Credit score needed for a personal loan

Credit Score Tips for Getting a Personal Loan

The terms of your personal loan depend on your credit score. Use the following tips to boost your credit score before applying for a personal loan.

Make payments on time

Making payments on time brings many benefits. By staying current on your loan, you:

  • Avoid late fees
  • Prevent the possibility of default
  • Gradually improve your credit score
  • Reduce your principal balance and the resulting accrued interest
  • Have peace of mind

Your credit score and financial health depend on payments being made on time. This vital financial habit will benefit you immensely in the long run. Therefore, your bank account’s autopay feature is a great way to help you avoid missing payments.

Improve your debt ratio

Your debt-to-income ratio (DTI) compare your monthly debt payments and your income. For example, if your monthly debt payments are $1,000 and your monthly income is $3,000, your DTI is 33% ($1,000/$3,000). Lenders use this metric to assess borrowers because it indicates your financial ability to repay additional debt.
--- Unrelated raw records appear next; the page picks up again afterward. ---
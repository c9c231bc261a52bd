//! End-to-end tests against a DuckDB file in a temporary directory

use std::str::FromStr;

use rust_decimal::Decimal;
use tempfile::TempDir;
use uuid::Uuid;

use ledger_core::config::Config;
use ledger_core::domain::result::Result;
use ledger_core::{
    ErrorKind, LedgerContext, NewUser, OperationResult, TransferReceipt, TransferRequest,
};

fn dec(s: &str) -> Decimal {
    Decimal::from_str(s).unwrap()
}

struct TestLedger {
    _dir: TempDir,
    ctx: LedgerContext,
    user_id: Uuid,
}

impl TestLedger {
    fn new() -> Self {
        let dir = TempDir::new().unwrap();
        let ctx = LedgerContext::new(dir.path()).unwrap();
        let user_id = ctx
            .user_service
            .create_user(NewUser::new("Test", "User", "test@example.com"))
            .unwrap();
        Self { _dir: dir, ctx, user_id }
    }

    fn account(&self, currency: &str, balance: &str) -> Uuid {
        self.ctx
            .account_service
            .create_account(self.user_id, currency, dec(balance))
            .unwrap()
    }

    fn balance(&self, id: Uuid) -> Decimal {
        self.ctx.account_service.get_account(id).unwrap().balance
    }

    fn transfer(&self, from: Uuid, to: Uuid, amount: &str, request_id: &str) -> Result<TransferReceipt> {
        self.ctx
            .transfer_service
            .transfer(&TransferRequest::new(from, to, dec(amount), request_id))
    }
}

#[test]
fn test_deposit_then_transfer_then_replay() {
    let ledger = TestLedger::new();
    let a = ledger.account("usd", "0");
    let b = ledger.account("usd", "0");

    let after_deposit = ledger.ctx.account_service.deposit(a, dec("10.0000")).unwrap();
    assert_eq!(after_deposit.balance.to_string(), "10.0000");
    assert_eq!(after_deposit.currency, "USD");

    let receipt = ledger.transfer(a, b, "10.0000", "req-1").unwrap();
    assert_eq!(receipt.request_id, "req-1");
    assert!(!receipt.receipt.is_empty());
    assert_eq!(ledger.balance(a), Decimal::ZERO);
    assert_eq!(ledger.balance(b), dec("10"));

    let replay = ledger.transfer(a, b, "10.0000", "req-1").unwrap();
    assert_eq!(
        serde_json::to_string(&receipt).unwrap(),
        serde_json::to_string(&replay).unwrap()
    );
    assert_eq!(ledger.balance(a), Decimal::ZERO);
    assert_eq!(ledger.balance(b), dec("10"));
    assert_eq!(ledger.ctx.account_service.get_transfers(a).unwrap().len(), 1);
}

#[test]
fn test_rejections_leave_balances_unchanged() {
    let ledger = TestLedger::new();
    let a = ledger.account("usd", "10");
    let b = ledger.account("usd", "0");
    let c = ledger.account("eur", "0");

    let same = ledger.transfer(a, a, "1.0000", "req-2").unwrap_err();
    assert_eq!(same.kind(), ErrorKind::InvalidRequest);

    let overdraft = ledger.transfer(a, b, "1000000.0000", "req-3").unwrap_err();
    assert_eq!(overdraft.kind(), ErrorKind::InvalidRequest);

    let currency = ledger.transfer(a, c, "1", "req-4").unwrap_err();
    assert_eq!(currency.kind(), ErrorKind::InvalidRequest);

    let missing = ledger.transfer(a, Uuid::new_v4(), "1", "req-5").unwrap_err();
    assert_eq!(missing.kind(), ErrorKind::NotFound);

    assert_eq!(ledger.balance(a), dec("10"));
    assert_eq!(ledger.balance(b), Decimal::ZERO);
    assert_eq!(ledger.balance(c), Decimal::ZERO);
    assert!(ledger.ctx.account_service.get_transfers(a).unwrap().is_empty());
}

#[test]
fn test_deleted_account_keeps_transfer_history_of_counterparty() {
    let ledger = TestLedger::new();
    let a = ledger.account("usd", "5");
    let b = ledger.account("usd", "0");
    ledger.transfer(a, b, "5", "req-1").unwrap();

    assert_eq!(ledger.ctx.account_service.delete_account(a).unwrap(), a);

    let history = ledger.ctx.account_service.get_transfers(b).unwrap();
    assert_eq!(history.len(), 1);
    assert_eq!(history[0].from_account_id, a);

    let err = ledger.transfer(b, a, "1", "req-2").unwrap_err();
    assert_eq!(err.kind(), ErrorKind::NotFound);

    // The request id still maps to the completed transfer
    let replay = ledger.transfer(a, b, "5", "req-1").unwrap();
    assert_eq!(replay.request_id, "req-1");
}

#[test]
fn test_user_lifecycle() {
    let ledger = TestLedger::new();
    let users = &ledger.ctx.user_service;

    let updated = users
        .update_user(ledger.user_id, NewUser::new("Renamed", "User", "renamed@example.com"))
        .unwrap();
    assert_eq!(users.get_user(ledger.user_id).unwrap(), updated);

    let account = ledger.account("usd", "0");
    assert_eq!(
        users.delete_user(ledger.user_id).unwrap_err().kind(),
        ErrorKind::InvalidRequest
    );

    ledger.ctx.account_service.delete_account(account).unwrap();
    users.delete_user(ledger.user_id).unwrap();
    assert_eq!(
        users.get_user(ledger.user_id).unwrap_err().kind(),
        ErrorKind::NotFound
    );
}

#[test]
fn test_ledger_survives_reopen() {
    let dir = TempDir::new().unwrap();
    let (a, b) = {
        let ctx = LedgerContext::new(dir.path()).unwrap();
        let user = ctx
            .user_service
            .create_user(NewUser::new("Persistent", "User", "p@example.com"))
            .unwrap();
        let a = ctx.account_service.create_account(user, "usd", dec("12.3456")).unwrap();
        let b = ctx.account_service.create_account(user, "usd", Decimal::ZERO).unwrap();
        ctx.transfer_service
            .transfer(&TransferRequest::new(a, b, dec("2.3456"), "req-1"))
            .unwrap();
        (a, b)
    };

    let ctx = LedgerContext::new(dir.path()).unwrap();
    assert_eq!(ctx.account_service.get_account(a).unwrap().balance, dec("10"));
    assert_eq!(
        ctx.account_service.get_account(b).unwrap().balance.to_string(),
        "2.3456"
    );
    let db_path = ctx.store.db_path().unwrap();
    assert_eq!(db_path, dir.path().join(Config::default().database));
    assert!(db_path.exists());
}

#[test]
fn test_operation_result_envelope() {
    let ledger = TestLedger::new();
    let missing = Uuid::new_v4();

    let result: OperationResult<_> = ledger.ctx.account_service.get_account(missing).into();
    let json = serde_json::to_value(&result).unwrap();
    assert_eq!(json["success"], false);
    assert_eq!(json["error_kind"], "not_found");
}
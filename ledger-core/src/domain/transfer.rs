//! Transfer domain model

use chrono::{DateTime, Utc};
use rust_decimal::Decimal;
use serde::{Deserialize, Serialize};
use uuid::Uuid;

use super::result::{Error, Result};

/// Longest request id the store accepts
pub const MAX_REQUEST_ID_LEN: usize = 40;

/// A completed movement of funds between two accounts
///
/// Transfers are written once, in the same unit of work as the two balance
/// updates, and never modified afterwards.
#[derive(Debug, Clone, PartialEq, Serialize, Deserialize)]
pub struct Transfer {
    pub id: Uuid,
    pub from_account_id: Uuid,
    pub to_account_id: Uuid,
    pub amount: Decimal,
    /// Client-supplied idempotency key, unique across all transfers
    pub request_id: String,
    /// Opaque token proving completion
    pub receipt: String,
    pub created_at: DateTime<Utc>,
}

/// A caller's request to move `amount` from one account to another
#[derive(Debug, Clone, PartialEq, Serialize, Deserialize)]
pub struct TransferRequest {
    pub from_account_id: Uuid,
    pub to_account_id: Uuid,
    pub amount: Decimal,
    pub request_id: String,
}

/// What a successful (or replayed) transfer returns
#[derive(Debug, Clone, PartialEq, Eq, Hash, Serialize, Deserialize)]
pub struct TransferReceipt {
    pub request_id: String,
    pub receipt: String,
}

impl Transfer {
    /// Build the record for a validated request, generating a new receipt
    pub fn from_request(request: &TransferRequest, amount: Decimal) -> Self {
        Self {
            id: Uuid::new_v4(),
            from_account_id: request.from_account_id,
            to_account_id: request.to_account_id,
            amount,
            request_id: request.request_id.clone(),
            receipt: Uuid::new_v4().to_string(),
            created_at: Utc::now(),
        }
    }

    pub fn receipt(&self) -> TransferReceipt {
        TransferReceipt {
            request_id: self.request_id.clone(),
            receipt: self.receipt.clone(),
        }
    }

    pub fn involves(&self, account_id: Uuid) -> bool {
        self.from_account_id == account_id || self.to_account_id == account_id
    }
}

impl TransferRequest {
    pub fn new(
        from_account_id: Uuid,
        to_account_id: Uuid,
        amount: Decimal,
        request_id: impl Into<String>,
    ) -> Self {
        Self {
            from_account_id,
            to_account_id,
            amount,
            request_id: request_id.into(),
        }
    }
}

/// Reject empty or over-long request ids
pub fn validate_request_id(request_id: &str) -> Result<()> {
    if request_id.trim().is_empty() {
        return Err(Error::invalid("request id cannot be empty"));
    }
    if request_id.chars().count() > MAX_REQUEST_ID_LEN {
        return Err(Error::invalid(format!(
            "request id cannot exceed {} characters",
            MAX_REQUEST_ID_LEN
        )));
    }
    Ok(())
}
If your DTI is a barrier to pre-qualifying for loans, here are some ways to reduce it:

  • Pay off other debts so your monthly payments aren’t as high.
  • Increase your income so you have room for another debt payment.
  • Refinance or consolidate other debts to lower your monthly payment.

Reduce the use of credit

Credit usage is a ratio of your total credit to your total debt. In other words, it’s a comparison between how much you could borrow and how much you currently owe. For example, if you have three credit cards with a limit of $5,000 each. The cards confer a total credit limit of $15,000. You currently owe $1,000 on each credit card. Therefore, your credit usage is 20% ($3,000/$15,000).

Maintaining low credit utilization is the main reason to never shut down a source of credit if possible. Plus, keeping lines of credit open improves your credit history. Lenders like to see a long credit history. So even if you don’t plan on using a credit card you got 10 years ago, don’t close it. The account makes it easier to use your credit and shows lenders an accurate picture of your credit history.

Check your credit report

Borrowers can get a free copy of their credit report annually with each of the three major credit bureaus: Experian™, TransUnion® and Equifax®. Checking your credit report can tell you what’s hurting your credit the most. Additionally, errors may appear on your credit report, dragging your score down. The company generating the report containing the error can help you fix it.